Diungkapkan sudah beberapa kali petugas datang mendata bangunan semi permanen miliknya yang berada diatasnya lahan negara seluas 1 are itu. Kepada petugas ia pun memyampaikan bila dirinya hanya meminjam untuk usaha kecil. “Selama ini saya bayar iuran ke desa sebesar Rp 1 juta,” ujar pria yang kurang lebih 10 tahun meminjam tanah negara itu.
Diakui, selama meminjam lahan itu, tidak ada niatnya untuk menguasai tanah negara tersebut. Ia pun mengaku siap pindah bila suatu saat diminta demikian, hanya ia mengharapkan ada pemberitahuan terlebih dahulu. “Saya siap pindah. Tapi kan harus ada pemberitahuan dulu,” jelasnya.
Selain itu ada juga usaha warung makan yang dikelola oleh Bambang. Warung nasi yang berjejer dengan usaha bangunan pura itu juga bersebelahan dengan plang tanah negara. Namun saat didatangi kemarin, pengelola warung makan itu sedang tidak ada ditempat. “ Bos lagi ke Jawa, ada upacara.
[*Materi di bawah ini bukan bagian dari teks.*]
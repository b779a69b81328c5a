//! Error types for booking-engine operations.
//!
//! Every variant is a local validation failure raised where a value is
//! constructed. The availability functions themselves never fail.

use thiserror::Error;

#[derive(Error, Debug)]
pub enum BookingError {
    /// A time interval whose start is not strictly before its end.
    #[error("Invalid interval: start {start} is not before end {end}")]
    InvalidInterval { start: String, end: String },

    /// Opening hours that could not be parsed or do not form a same-day window.
    #[error("Invalid opening hours: {0}")]
    InvalidOpeningHours(String),

    /// Booking rules with a field outside its allowed range.
    #[error("Invalid booking rules: {0}")]
    InvalidRules(String),

    #[error("Invalid slot duration: {0} minutes (must be greater than zero)")]
    InvalidSlotDuration(u32),

    #[error("Invalid party size: {0}")]
    InvalidPartySize(String),

    #[error("Invalid capacity: {0}")]
    InvalidCapacity(String),

    #[error("Invalid timezone: {0}")]
    InvalidTimezone(String),

    /// A local wall-clock time that does not exist in the restaurant's timezone
    /// (it falls inside a DST gap).
    #[error("Local time {time} does not exist in timezone {timezone}")]
    NonexistentLocalTime { time: String, timezone: String },

    #[error("JSON error: {0}")]
    Json(#[from] serde_json::Error),
}

pub type Result<T> = std::result::Result<T, BookingError>;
Saya di sini hanya bekerja, saya tidak tahu urusannya itu,” ujar Sulistiowati salah satu pekerja warung makan.
Sepengetahuan Sulistyowati, warung tempatnya bekerja memang di atas tanah negara. Namun dikatakan bos nya sudah membayar sewa penggunaan lahan tersebur. “ Setahu saya sudah bayar sewa, tapi kurang tahu saya beyarnya ke siapa, ” katanya.
Secara terpisah Perbekel Keramas, Gusti Sarjana, mengaku sempat mendampingi Dinas Pekerjaan Umum melakukan pendataan terhadap tanah negara di wilayahnya. “Itu milik PU pusat. Sudah pernah didata. Tapi kami belum mengimbau pedagang itu. Itu kewenangan PU,” ujarnya. (Manik astajaya/Balipost)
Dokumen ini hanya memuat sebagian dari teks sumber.